| Task instructions |
Transcribe the records below exactly, from their first line through the line containing "Between cycles the". Omit every line after it.

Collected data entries

----------------

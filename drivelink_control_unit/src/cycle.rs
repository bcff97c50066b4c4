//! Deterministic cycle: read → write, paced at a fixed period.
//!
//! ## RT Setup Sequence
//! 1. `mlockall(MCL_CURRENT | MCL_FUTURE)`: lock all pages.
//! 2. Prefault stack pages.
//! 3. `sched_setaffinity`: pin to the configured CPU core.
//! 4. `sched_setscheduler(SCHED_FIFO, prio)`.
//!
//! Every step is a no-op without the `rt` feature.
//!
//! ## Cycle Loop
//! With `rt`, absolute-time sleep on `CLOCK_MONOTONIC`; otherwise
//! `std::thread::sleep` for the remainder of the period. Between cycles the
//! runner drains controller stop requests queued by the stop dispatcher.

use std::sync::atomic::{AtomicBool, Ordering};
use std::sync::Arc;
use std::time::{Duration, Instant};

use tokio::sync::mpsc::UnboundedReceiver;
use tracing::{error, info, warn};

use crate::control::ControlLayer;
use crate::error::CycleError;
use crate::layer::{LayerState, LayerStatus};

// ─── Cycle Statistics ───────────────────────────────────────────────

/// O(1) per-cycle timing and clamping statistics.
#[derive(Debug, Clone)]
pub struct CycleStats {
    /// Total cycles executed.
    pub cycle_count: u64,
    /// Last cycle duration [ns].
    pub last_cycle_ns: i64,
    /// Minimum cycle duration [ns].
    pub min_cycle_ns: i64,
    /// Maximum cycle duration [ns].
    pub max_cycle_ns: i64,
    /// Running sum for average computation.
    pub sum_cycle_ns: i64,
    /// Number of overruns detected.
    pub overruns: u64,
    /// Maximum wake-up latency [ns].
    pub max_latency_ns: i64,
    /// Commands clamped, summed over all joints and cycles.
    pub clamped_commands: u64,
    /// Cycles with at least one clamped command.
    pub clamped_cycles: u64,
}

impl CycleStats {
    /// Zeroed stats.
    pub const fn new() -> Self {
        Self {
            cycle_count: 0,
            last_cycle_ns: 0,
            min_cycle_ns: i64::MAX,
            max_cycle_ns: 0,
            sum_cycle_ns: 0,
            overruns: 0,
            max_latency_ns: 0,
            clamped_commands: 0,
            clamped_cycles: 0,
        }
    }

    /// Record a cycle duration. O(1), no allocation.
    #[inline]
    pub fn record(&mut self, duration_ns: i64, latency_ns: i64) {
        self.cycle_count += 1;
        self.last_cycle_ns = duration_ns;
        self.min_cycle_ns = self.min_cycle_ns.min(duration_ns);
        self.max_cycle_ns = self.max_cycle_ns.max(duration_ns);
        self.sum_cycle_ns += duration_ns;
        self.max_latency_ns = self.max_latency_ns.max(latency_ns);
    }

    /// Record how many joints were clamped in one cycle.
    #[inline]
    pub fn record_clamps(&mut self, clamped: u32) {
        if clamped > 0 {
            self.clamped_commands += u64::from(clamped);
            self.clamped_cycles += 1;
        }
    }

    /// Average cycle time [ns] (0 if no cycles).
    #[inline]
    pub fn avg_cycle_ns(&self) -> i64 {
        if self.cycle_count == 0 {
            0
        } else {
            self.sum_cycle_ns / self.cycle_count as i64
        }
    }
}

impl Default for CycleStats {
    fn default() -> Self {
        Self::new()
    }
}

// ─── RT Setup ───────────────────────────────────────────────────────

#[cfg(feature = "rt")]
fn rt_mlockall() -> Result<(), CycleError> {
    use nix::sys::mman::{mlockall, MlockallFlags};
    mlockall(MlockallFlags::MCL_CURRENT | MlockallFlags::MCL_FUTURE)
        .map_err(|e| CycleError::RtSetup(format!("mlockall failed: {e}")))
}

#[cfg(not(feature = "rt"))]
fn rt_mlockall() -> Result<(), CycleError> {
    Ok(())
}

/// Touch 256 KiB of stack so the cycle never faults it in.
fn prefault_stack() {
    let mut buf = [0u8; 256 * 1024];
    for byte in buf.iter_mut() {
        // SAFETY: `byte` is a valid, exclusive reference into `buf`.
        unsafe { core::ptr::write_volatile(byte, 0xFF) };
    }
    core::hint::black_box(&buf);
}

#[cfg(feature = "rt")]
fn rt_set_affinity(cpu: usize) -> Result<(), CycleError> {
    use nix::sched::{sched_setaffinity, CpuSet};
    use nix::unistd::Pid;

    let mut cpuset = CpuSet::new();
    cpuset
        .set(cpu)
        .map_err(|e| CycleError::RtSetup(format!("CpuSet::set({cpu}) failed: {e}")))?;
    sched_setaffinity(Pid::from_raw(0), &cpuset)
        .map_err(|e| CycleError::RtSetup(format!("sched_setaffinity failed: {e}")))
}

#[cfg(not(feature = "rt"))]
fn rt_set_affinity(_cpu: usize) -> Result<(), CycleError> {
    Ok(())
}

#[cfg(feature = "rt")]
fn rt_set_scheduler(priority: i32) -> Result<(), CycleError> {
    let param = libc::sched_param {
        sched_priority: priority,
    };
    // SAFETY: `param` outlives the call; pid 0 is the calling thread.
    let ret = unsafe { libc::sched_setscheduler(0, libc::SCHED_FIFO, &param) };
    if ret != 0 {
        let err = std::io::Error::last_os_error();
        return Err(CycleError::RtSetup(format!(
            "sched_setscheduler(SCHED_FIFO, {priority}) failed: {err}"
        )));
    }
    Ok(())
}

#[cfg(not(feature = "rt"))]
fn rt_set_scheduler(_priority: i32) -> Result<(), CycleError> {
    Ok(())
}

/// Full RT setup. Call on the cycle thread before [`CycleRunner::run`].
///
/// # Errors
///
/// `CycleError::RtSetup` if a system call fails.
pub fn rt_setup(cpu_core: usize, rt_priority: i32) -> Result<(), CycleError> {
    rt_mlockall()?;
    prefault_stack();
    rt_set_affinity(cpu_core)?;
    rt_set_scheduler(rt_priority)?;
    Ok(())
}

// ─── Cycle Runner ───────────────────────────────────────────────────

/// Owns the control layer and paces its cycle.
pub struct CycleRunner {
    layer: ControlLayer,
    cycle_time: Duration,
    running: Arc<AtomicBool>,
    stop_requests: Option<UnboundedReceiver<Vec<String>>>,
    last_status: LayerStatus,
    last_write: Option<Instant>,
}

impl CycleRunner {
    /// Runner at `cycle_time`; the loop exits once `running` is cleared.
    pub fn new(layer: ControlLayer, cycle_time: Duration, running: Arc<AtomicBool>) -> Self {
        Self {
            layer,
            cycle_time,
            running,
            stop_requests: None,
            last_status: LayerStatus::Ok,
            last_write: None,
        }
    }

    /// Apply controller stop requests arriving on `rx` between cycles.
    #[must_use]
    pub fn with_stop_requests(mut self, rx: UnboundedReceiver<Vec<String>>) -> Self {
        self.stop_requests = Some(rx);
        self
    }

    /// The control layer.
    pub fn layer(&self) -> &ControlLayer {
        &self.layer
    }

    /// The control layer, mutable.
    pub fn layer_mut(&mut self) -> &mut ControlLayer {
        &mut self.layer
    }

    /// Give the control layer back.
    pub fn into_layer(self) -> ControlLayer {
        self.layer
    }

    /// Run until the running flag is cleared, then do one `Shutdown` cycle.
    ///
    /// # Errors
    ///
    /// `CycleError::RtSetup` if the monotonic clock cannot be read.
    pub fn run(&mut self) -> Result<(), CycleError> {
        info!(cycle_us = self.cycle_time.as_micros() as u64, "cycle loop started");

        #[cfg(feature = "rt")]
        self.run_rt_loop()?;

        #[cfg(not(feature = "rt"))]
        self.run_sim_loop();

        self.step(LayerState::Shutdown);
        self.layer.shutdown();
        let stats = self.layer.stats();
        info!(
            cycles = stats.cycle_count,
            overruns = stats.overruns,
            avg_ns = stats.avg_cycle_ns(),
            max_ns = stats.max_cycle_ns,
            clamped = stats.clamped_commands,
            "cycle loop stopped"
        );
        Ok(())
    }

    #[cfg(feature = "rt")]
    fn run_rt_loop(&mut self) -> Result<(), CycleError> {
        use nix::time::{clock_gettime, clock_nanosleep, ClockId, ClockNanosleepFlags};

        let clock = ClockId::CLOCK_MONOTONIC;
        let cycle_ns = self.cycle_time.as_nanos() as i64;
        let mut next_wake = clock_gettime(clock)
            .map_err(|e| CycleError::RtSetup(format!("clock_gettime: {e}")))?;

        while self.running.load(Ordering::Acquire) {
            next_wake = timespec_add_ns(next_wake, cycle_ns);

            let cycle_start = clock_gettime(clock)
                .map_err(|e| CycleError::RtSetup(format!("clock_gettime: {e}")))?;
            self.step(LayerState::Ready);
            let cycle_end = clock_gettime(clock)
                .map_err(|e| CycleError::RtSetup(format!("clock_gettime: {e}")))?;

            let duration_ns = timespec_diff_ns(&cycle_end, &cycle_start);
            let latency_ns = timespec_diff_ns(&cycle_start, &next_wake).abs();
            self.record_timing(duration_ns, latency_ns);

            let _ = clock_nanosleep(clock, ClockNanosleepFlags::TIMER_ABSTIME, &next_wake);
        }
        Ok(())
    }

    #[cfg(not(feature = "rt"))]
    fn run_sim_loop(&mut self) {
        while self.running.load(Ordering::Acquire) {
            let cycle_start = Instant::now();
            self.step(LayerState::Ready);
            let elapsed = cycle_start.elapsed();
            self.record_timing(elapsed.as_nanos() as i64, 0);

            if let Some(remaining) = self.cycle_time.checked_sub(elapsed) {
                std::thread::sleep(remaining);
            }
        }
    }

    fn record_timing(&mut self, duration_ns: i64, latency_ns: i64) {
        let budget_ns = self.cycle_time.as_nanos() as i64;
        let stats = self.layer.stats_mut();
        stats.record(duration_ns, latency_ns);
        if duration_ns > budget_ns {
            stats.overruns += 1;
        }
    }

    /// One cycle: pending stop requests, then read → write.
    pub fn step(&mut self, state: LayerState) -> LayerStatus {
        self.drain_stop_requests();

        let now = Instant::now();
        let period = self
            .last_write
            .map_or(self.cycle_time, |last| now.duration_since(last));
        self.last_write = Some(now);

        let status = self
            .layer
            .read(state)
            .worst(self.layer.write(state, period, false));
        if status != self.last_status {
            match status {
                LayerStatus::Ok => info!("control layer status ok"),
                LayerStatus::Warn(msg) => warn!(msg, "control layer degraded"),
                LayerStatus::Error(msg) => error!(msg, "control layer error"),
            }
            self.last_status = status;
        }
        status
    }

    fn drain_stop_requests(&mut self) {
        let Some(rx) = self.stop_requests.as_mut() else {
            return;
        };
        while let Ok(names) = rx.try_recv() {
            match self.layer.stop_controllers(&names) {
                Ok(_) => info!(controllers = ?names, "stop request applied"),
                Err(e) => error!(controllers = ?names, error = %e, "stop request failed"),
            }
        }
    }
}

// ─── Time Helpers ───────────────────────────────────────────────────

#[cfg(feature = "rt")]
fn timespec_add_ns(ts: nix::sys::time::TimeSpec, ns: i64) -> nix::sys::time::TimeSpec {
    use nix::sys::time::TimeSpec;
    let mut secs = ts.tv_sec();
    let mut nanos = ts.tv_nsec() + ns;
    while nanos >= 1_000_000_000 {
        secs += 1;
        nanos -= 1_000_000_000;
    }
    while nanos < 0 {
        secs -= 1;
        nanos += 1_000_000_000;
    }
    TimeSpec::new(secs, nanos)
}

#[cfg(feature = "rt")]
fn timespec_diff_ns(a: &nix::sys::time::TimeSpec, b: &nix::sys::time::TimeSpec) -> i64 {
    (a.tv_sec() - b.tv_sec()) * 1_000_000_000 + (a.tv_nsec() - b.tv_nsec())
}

----------------

| Final answer |
filename drivelink_control_unit/src/cycle.rs
repository bcff97c50066b4c4
//! Deterministic cycle: read → write, paced at a fixed period.
//!
//! ## RT Setup Sequence
//! 1. `mlockall(MCL_CURRENT | MCL_FUTURE)`: lock all pages.
//! 2. Prefault stack pages.
//! 3. `sched_setaffinity`: pin to the configured CPU core.
//! 4. `sched_setscheduler(SCHED_FIFO, prio)`.
//!
//! Every step is a no-op without the `rt` feature.
//!
//! ## Cycle Loop
//! With `rt`, absolute-time sleep on `CLOCK_MONOTONIC`; otherwise
//! `std::thread::sleep` for the remainder of the period. Between cycles the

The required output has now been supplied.